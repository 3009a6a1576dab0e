//! Command text parsing and command registration routes.

/// Dispatch key for a message: its first whitespace-delimited token.
pub fn command_key(text: &str) -> &str {
    text.split_whitespace().next().unwrap_or("")
}

/// Message text split into the leading command token and its arguments.
#[derive(Clone, Debug, Default, PartialEq, Eq)]
pub struct CommandInvocation {
    pub command: String,
    /// Arguments joined with single spaces.
    pub args: String,
    pub args_list: Vec<String>,
}

impl CommandInvocation {
    pub fn parse(text: &str) -> Self {
        let mut tokens = text.split_whitespace();
        let command = tokens.next().unwrap_or("").to_string();
        let args_list: Vec<String> = tokens.map(str::to_string).collect();
        Self {
            command,
            args: args_list.join(" "),
            args_list,
        }
    }

    pub fn has_args(&self) -> bool {
        !self.args_list.is_empty()
    }

    pub fn arg(&self, idx: usize) -> Option<&str> {
        self.args_list.get(idx).map(String::as_str)
    }
}

/// Which keys a command handler is registered under.
///
/// A route with neither a command nor aliases is the default (catch-all) route.
#[derive(Clone, Debug, Default, PartialEq, Eq)]
pub struct CommandRoute {
    pub command: Option<String>,
    pub aliases: Vec<String>,
    pub prefixes: Vec<String>,
}

impl CommandRoute {
    /// Route for messages that match no other key.
    pub fn fallback() -> Self {
        Self::default()
    }

    pub fn command(name: impl Into<String>) -> Self {
        Self {
            command: Some(name.into()),
            ..Self::default()
        }
    }

    pub fn aliases<I, S>(names: I) -> Self
    where
        I: IntoIterator<Item = S>,
        S: Into<String>,
    {
        Self {
            aliases: names.into_iter().map(Into::into).collect(),
            ..Self::default()
        }
    }

    pub fn with_aliases<I, S>(mut self, names: I) -> Self
    where
        I: IntoIterator<Item = S>,
        S: Into<String>,
    {
        self.aliases.extend(names.into_iter().map(Into::into));
        self
    }

    pub fn with_prefixes<I, S>(mut self, prefixes: I) -> Self
    where
        I: IntoIterator<Item = S>,
        S: Into<String>,
    {
        self.prefixes.extend(prefixes.into_iter().map(Into::into));
        self
    }

    pub fn is_fallback(&self) -> bool {
        self.command.is_none() && self.aliases.is_empty()
    }

    /// Expand into concrete dispatch keys.
    ///
    /// With prefixes, every name becomes `prefix + name` for each prefix and the
    /// bare name is not registered. Duplicates are removed, order is kept.
    pub fn keys(&self) -> Vec<String> {
        let names = self.command.iter().chain(self.aliases.iter());
        let mut keys: Vec<String> = Vec::new();
        for name in names {
            if self.prefixes.is_empty() {
                push_unique(&mut keys, name.clone());
            } else {
                for prefix in &self.prefixes {
                    push_unique(&mut keys, format!("{prefix}{name}"));
                }
            }
        }
        keys
    }
}

fn push_unique(keys: &mut Vec<String>, key: String) {
    if !keys.contains(&key) {
        keys.push(key);
    }
}
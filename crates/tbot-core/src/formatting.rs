//! Helpers for Telegram's HTML parse mode.
//!
//! Telegram HTML supports only a small subset: `<b>`, `<i>`, `<code>`, `<pre>`, `<a href="...">`.

/// Escape text so it can be embedded in an HTML-mode message.
pub fn escape_html(text: &str) -> String {
    text.replace('&', "&amp;")
        .replace('<', "&lt;")
        .replace('>', "&gt;")
        .replace('"', "&quot;")
}

pub fn bold(text: &str) -> String {
    format!("<b>{}</b>", escape_html(text))
}

pub fn italic(text: &str) -> String {
    format!("<i>{}</i>", escape_html(text))
}

pub fn code(text: &str) -> String {
    format!("<code>{}</code>", escape_html(text))
}

pub fn pre(text: &str) -> String {
    format!("<pre>{}</pre>", escape_html(text))
}

pub fn link(url: &str, text: &str) -> String {
    format!("<a href=\"{}\">{}</a>", escape_html(url), escape_html(text))
}

/// Inline mention of a user by id (works without a username).
pub fn mention(user_id: i64, name: &str) -> String {
    link(&format!("tg://user?id={user_id}"), name)
}
//! Handler contracts and the two dispatch tables.
//!
//! Every command handler has the same shape, `(MessageContext, CommandInvocation)`;
//! handlers that do not care about arguments simply ignore the second value.
//! Plain `async fn`s and closures returning futures implement the traits
//! through the blanket impls below.

use std::future::Future;

use async_trait::async_trait;

use tbot_core::command::CommandInvocation;

use crate::context::{CallbackContext, MessageContext};

pub mod callback;
pub mod commands;

pub use callback::CallbackTable;
pub use commands::CommandTable;

/// Handler outcome. Errors are logged by the dispatcher and never stop polling.
pub type HandlerResult = anyhow::Result<()>;

/// Which table entry served an update.
#[derive(Clone, Debug, PartialEq, Eq)]
pub enum Dispatch {
    /// Exact key match.
    Exact(String),
    /// No key matched; the default handler ran.
    Fallback,
    /// No key matched and no default handler is registered; the update was dropped.
    Unhandled,
}

impl Dispatch {
    pub fn was_handled(&self) -> bool {
        !matches!(self, Dispatch::Unhandled)
    }
}

#[async_trait]
pub trait CommandHandler: Send + Sync + 'static {
    async fn handle(&self, ctx: MessageContext, invocation: CommandInvocation) -> HandlerResult;
}

#[async_trait]
impl<F, Fut> CommandHandler for F
where
    F: Fn(MessageContext, CommandInvocation) -> Fut + Send + Sync + 'static,
    Fut: Future<Output = HandlerResult> + Send + 'static,
{
    async fn handle(&self, ctx: MessageContext, invocation: CommandInvocation) -> HandlerResult {
        (self)(ctx, invocation).await
    }
}

#[async_trait]
pub trait CallbackHandler: Send + Sync + 'static {
    async fn handle(&self, ctx: CallbackContext) -> HandlerResult;
}

#[async_trait]
impl<F, Fut> CallbackHandler for F
where
    F: Fn(CallbackContext) -> Fut + Send + Sync + 'static,
    Fut: Future<Output = HandlerResult> + Send + 'static,
{
    async fn handle(&self, ctx: CallbackContext) -> HandlerResult {
        (self)(ctx).await
    }
}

════════

§ Assignment
Each line of the listing above should be output exactly.

§ Completed exercise
repository 3009a6a1576dab0e
//! Command text parsing and command registration routes.

/// Dispatch key for a message: its first whitespace-delimited token.
pub fn command_key(text: &str) -> &str {
    text.split_whitespace().next().unwrap_or("")
}

/// Message text split into the leading command token and its arguments.
#[derive(Clone, Debug, Default, PartialEq, Eq)]
pub struct CommandInvocation {
    pub command: String,
    /// Arguments joined with single spaces.
    pub args: String,
    pub args_list: Vec<String>,
}

impl CommandInvocation {
    pub fn parse(text: &str) -> Self {
        let mut tokens = text.split_whitespace();
        let command = tokens.next().unwrap_or("").to_string();
        let args_list: Vec<String> = tokens.map(str::to_string).collect();
        Self {
            command,
            args: args_list.join(" "),
            args_list,
        }
    }

    pub fn has_args(&self) -> bool {
        !self.args_list.is_empty()
    }

    pub fn arg(&self, idx: usize) -> Option<&str> {
        self.args_list.get(idx).map(String::as_str)
    }
}

/// Which keys a command handler is registered under.
///
/// A route with neither a command nor aliases is the default (catch-all) route.
#[derive(Clone, Debug, Default, PartialEq, Eq)]
pub struct CommandRoute {
    pub command: Option<String>,
    pub aliases: Vec<String>,
    pub prefixes: Vec<String>,
}

impl CommandRoute {
    /// Route for messages that match no other key.
    pub fn fallback() -> Self {
        Self::default()
    }

    pub fn command(name: impl Into<String>) -> Self {
        Self {
            command: Some(name.into()),
            ..Self::default()
        }
    }

    pub fn aliases<I, S>(names: I) -> Self
    where
        I: IntoIterator<Item = S>,
        S: Into<String>,
    {
        Self {
            aliases: names.into_iter().map(Into::into).collect(),
            ..Self::default()
        }
    }

    pub fn with_aliases<I, S>(mut self, names: I) -> Self
    where
        I: IntoIterator<Item = S>,
        S: Into<String>,
    {
        self.aliases.extend(names.into_iter().map(Into::into));
        self
    }

    pub fn with_prefixes<I, S>(mut self, prefixes: I) -> Self
    where
        I: IntoIterator<Item = S>,
        S: Into<String>,
    {
        self.prefixes.extend(prefixes.into_iter().map(Into::into));
        self
    }

    pub fn is_fallback(&self) -> bool {
        self.command.is_none() && self.aliases.is_empty()
    }

    /// Expand into concrete dispatch keys.
    ///
    /// With prefixes, every name becomes `prefix + name` for each prefix and the
    /// bare name is not registered. Duplicates are removed, order is kept.
    pub fn keys(&self) -> Vec<String> {
        let names = self.command.iter().chain(self.aliases.iter());
        let mut keys: Vec<String> = Vec::new();
        for name in names {
            if self.prefixes.is_empty() {
                push_unique(&mut keys, name.clone());
            } else {
                for prefix in &self.prefixes {
                    push_unique(&mut keys, format!("{prefix}{name}"));
                }
            }
        }
        keys
    }
}

fn push_unique(keys: &mut Vec<String>, key: String) {
    if !keys.contains(&key) {
        keys.push(key);
    }
}
filename crates/tbot-core/src/formatting.rs
//! Helpers for Telegram's HTML parse mode.
//!
//! Telegram HTML supports only a small subset: `<b>`, `<i>`, `<code>`, `<pre>`, `<a href="...">`.

/// Escape text so it can be embedded in an HTML-mode message.
pub fn escape_html(text: &str) -> String {
    text.replace('&', "&amp;")
        .replace('<', "&lt;")
        .replace('>', "&gt;")
        .replace('"', "&quot;")
}

pub fn bold(text: &str) -> String {
    format!("<b>{}</b>", escape_html(text))
}

pub fn italic(text: &str) -> String {
    format!("<i>{}</i>", escape_html(text))
}

pub fn code(text: &str) -> String {
    format!("<code>{}</code>", escape_html(text))
}

pub fn pre(text: &str) -> String {
    format!("<pre>{}</pre>", escape_html(text))
}

pub fn link(url: &str, text: &str) -> String {
    format!("<a href=\"{}\">{}</a>", escape_html(url), escape_html(text))
}

/// Inline mention of a user by id (works without a username).
pub fn mention(user_id: i64, name: &str) -> String {
    link(&format!("tg://user?id={user_id}"), name)
}
//! Handler contracts and the two dispatch tables.
//!
//! Every command handler has the same shape, `(MessageContext, CommandInvocation)`;
//! handlers that do not care about arguments simply ignore the second value.
//! Plain `async fn`s and closures returning futures implement the traits
//! through the blanket impls below.

use std::future::Future;

use async_trait::async_trait;

use tbot_core::command::CommandInvocation;

use crate::context::{CallbackContext, MessageContext};

pub mod callback;
pub mod commands;

pub use callback::CallbackTable;
pub use commands::CommandTable;

/// Handler outcome. Errors are logged by the dispatcher and never stop polling.
pub type HandlerResult = anyhow::Result<()>;

/// Which table entry served an update.
#[derive(Clone, Debug, PartialEq, Eq)]
pub enum Dispatch {
    /// Exact key match.
    Exact(String),
    /// No key matched; the default handler ran.
    Fallback,
    /// No key matched and no default handler is registered; the update was dropped.
    Unhandled,
}

impl Dispatch {
    pub fn was_handled(&self) -> bool {
        !matches!(self, Dispatch::Unhandled)
    }
}

#[async_trait]
pub trait CommandHandler: Send + Sync + 'static {
    async fn handle(&self, ctx: MessageContext, invocation: CommandInvocation) -> HandlerResult;
}

#[async_trait]
impl<F, Fut> CommandHandler for F
where
    F: Fn(MessageContext, CommandInvocation) -> Fut + Send + Sync + 'static,
    Fut: Future<Output = HandlerResult> + Send + 'static,
{
    async fn handle(&self, ctx: MessageContext, invocation: CommandInvocation) -> HandlerResult {
        (self)(ctx, invocation).await
    }
}

#[async_trait]
pub trait CallbackHandler: Send + Sync + 'static {
    async fn handle(&self, ctx: CallbackContext) -> HandlerResult;
}

#[async_trait]
impl<F, Fut> CallbackHandler for F
where
    F: Fn(CallbackContext) -> Fut + Send + Sync + 'static,
    Fut: Future<Output = HandlerResult> + Send + 'static,
{
    async fn handle(&self, ctx: CallbackContext) -> HandlerResult {
        (self)(ctx).await
    }
}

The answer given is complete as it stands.